“Liberal America was on a roll, and they just pushed too hard,” explained Justin Webb when asked by Michael Hayman how Trump’s America came to be.
The Today programme presenter and former BBC North American Editor was the latest guest in the Club at the Ivy breakfast series.
He argued that President Trump’s rejection of liberal values comes from a hatred of a particular level of political class: “Trump supporters don’t dislike super-rich people who don’t impose on your everyday life. Who gets in your way? Who imposes on your life? It’s the professional upper-middle class.”
He went on to describe Hilary Clinton as the embodiment of the class and spoke about the total divide that cuts across US politics, “Now you know that if someone goes hunting and to church, they are a Republican. If they support abortion, they are a Democrat – that didn’t used to be the case. Increasingly in the US, you can point to a house and say which way they vote.”
Justin said a second term could be on the cards for the 45th President and said Democrats need to question what type of politics they would like to engage in and labelled Barack Obama as a foreign policy failure, “Obama was incredibly predictable. Whereas Kim Jong Un will have looked at Trump and gone ‘this guy is even crazier than I am!’”

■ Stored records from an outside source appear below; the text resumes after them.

use std::fmt;

use super::error::CardError;

/// Card rank, ordered from deuce to ace.
///
/// The discriminant doubles as the bit position used by the rank
/// evaluator, so the order here must never change.
#[cfg_attr(feature = "serde", derive(serde::Serialize, serde::Deserialize))]
#[derive(Debug, PartialEq, Eq, PartialOrd, Ord, Clone, Copy, Hash)]
pub enum Value {
    Two = 0,
    Three = 1,
    Four = 2,
    Five = 3,
    Six = 4,
    Seven = 5,
    Eight = 6,
    Nine = 7,
    Ten = 8,
    Jack = 9,
    Queen = 10,
    King = 11,
    Ace = 12,
}

const VALUES: [Value; 13] = [
    Value::Two,
    Value::Three,
    Value::Four,
    Value::Five,
    Value::Six,
    Value::Seven,
    Value::Eight,
    Value::Nine,
    Value::Ten,
    Value::Jack,
    Value::Queen,
    Value::King,
    Value::Ace,
];

impl Value {
    /// All thirteen values, lowest first.
    pub const fn values() -> [Value; 13] {
        VALUES
    }

    /// Parse the single character used in hand notation (`2`..`9`, `T`,
    /// `J`, `Q`, `K`, `A`). Case insensitive.
    pub fn from_char(c: char) -> Option<Self> {
        match c.to_ascii_uppercase() {
            '2' => Some(Value::Two),
            '3' => Some(Value::Three),
            '4' => Some(Value::Four),
            '5' => Some(Value::Five),
            '6' => Some(Value::Six),
            '7' => Some(Value::Seven),
            '8' => Some(Value::Eight),
            '9' => Some(Value::Nine),
            'T' => Some(Value::Ten),
            'J' => Some(Value::Jack),
            'Q' => Some(Value::Queen),
            'K' => Some(Value::King),
            'A' => Some(Value::Ace),
            _ => None,
        }
    }

    pub fn to_char(self) -> char {
        match self {
            Value::Two => '2',
            Value::Three => '3',
            Value::Four => '4',
            Value::Five => '5',
            Value::Six => '6',
            Value::Seven => '7',
            Value::Eight => '8',
            Value::Nine => '9',
            Value::Ten => 'T',
            Value::Jack => 'J',
            Value::Queen => 'Q',
            Value::King => 'K',
            Value::Ace => 'A',
        }
    }
}

/// Card suit. Suits have no strength in holdem, the ordering only exists
/// so cards can be sorted and used as map keys.
#[cfg_attr(feature = "serde", derive(serde::Serialize, serde::Deserialize))]
#[derive(Debug, PartialEq, Eq, PartialOrd, Ord, Clone, Copy, Hash)]
pub enum Suit {
    Spade = 0,
    Club = 1,
    Heart = 2,
    Diamond = 3,
}

const SUITS: [Suit; 4] = [Suit::Spade, Suit::Club, Suit::Heart, Suit::Diamond];

impl Suit {
    pub const fn suits() -> [Suit; 4] {
        SUITS
    }

    pub fn from_char(c: char) -> Option<Self> {
        match c.to_ascii_lowercase() {
            's' => Some(Suit::Spade),
            'c' => Some(Suit::Club),
            'h' => Some(Suit::Heart),
            'd' => Some(Suit::Diamond),
            _ => None,
        }
    }

    pub fn to_char(self) -> char {
        match self {
            Suit::Spade => 's',
            Suit::Club => 'c',
            Suit::Heart => 'h',
            Suit::Diamond => 'd',
        }
    }
}

/// A single playing card.
#[cfg_attr(feature = "serde", derive(serde::Serialize, serde::Deserialize))]
#[derive(Debug, PartialEq, Eq, PartialOrd, Ord, Clone, Copy, Hash)]
pub struct Card {
    pub value: Value,
    pub suit: Suit,
}

impl Card {
    pub const fn new(value: Value, suit: Suit) -> Self {
        Self { value, suit }
    }

    /// Index of this card in a 52 card deck, `0..52`.
    pub fn index(&self) -> usize {
        (self.suit as usize) * 13 + self.value as usize
    }
}

impl fmt::Display for Card {
    fn fmt(&self, f: &mut fmt::Formatter<'_>) -> fmt::Result {
        write!(f, "{}{}", self.value.to_char(), self.suit.to_char())
    }
}

impl TryFrom<&str> for Card {
    type Error = CardError;

    /// Parse a two character card like `"As"` or `"td"`.
    fn try_from(value: &str) -> Result<Self, Self::Error> {
        let mut chars = value.chars();
        let card = parse_one(&mut chars)?;
        match chars.next() {
            None => Ok(card),
            Some(extra) => Err(CardError::UnexpectedChar(extra)),
        }
    }
}

fn parse_one(chars: &mut impl Iterator<Item = char>) -> Result<Card, CardError> {
    let value_char = chars.next().ok_or(CardError::TooFewChars)?;
    let suit_char = chars.next().ok_or(CardError::TooFewChars)?;
    let value = Value::from_char(value_char).ok_or(CardError::UnexpectedValueChar(value_char))?;
    let suit = Suit::from_char(suit_char).ok_or(CardError::UnexpectedSuitChar(suit_char))?;
    Ok(Card::new(value, suit))
}

/// Parse a run of cards such as `"AsKd"` or `"Ah 7c 2d"`.
///
/// Whitespace between cards is ignored. Duplicates are rejected since no
/// real hand or board can contain the same card twice.
///
/// # Examples
///
/// ```
/// use poker_ledger::core::{parse_cards, Card, Suit, Value};
///
/// let cards = parse_cards("AsKd").unwrap();
/// assert_eq!(cards[0], Card::new(Value::Ace, Suit::Spade));
/// assert_eq!(cards[1], Card::new(Value::King, Suit::Diamond));
/// ```
pub fn parse_cards(s: &str) -> Result<Vec<Card>, CardError> {
    let mut chars = s.chars().filter(|c| !c.is_whitespace()).peekable();
    let mut cards: Vec<Card> = Vec::with_capacity(7);
    while chars.peek().is_some() {
        let card = parse_one(&mut chars)?;
        if cards.contains(&card) {
            return Err(CardError::DuplicateCard(card));
        }
        cards.push(card);
    }
    Ok(cards)
}

/// Every card in a standard deck, ordered by suit then value.
pub fn standard_deck() -> Vec<Card> {
    SUITS
        .iter()
        .flat_map(|&suit| VALUES.iter().map(move |&value| Card::new(value, suit)))
        .collect()
}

Staying on the topic of personality, Justin made it clear that Trump is by no means the first morally ambiguous person to sit in the Oval Office, citing Presidents Kennedy and Nixon in particular. “Donald Trump as a person is deeply, deeply strange – but that doesn’t make him a bad president.”
Wrapping up, Michael asked in full Jed Bartlett, West Wing style: “What’s next?”
Justin’s response: “The narcissist in Trump could well lead him to destroy the entire world, and unlike in TV there wouldn’t be much anyone could do to stop it” “But if he doesn’t – take a look at how the economy is progressing and we may well look back on the Donald Trump presidency as no more than a blip.”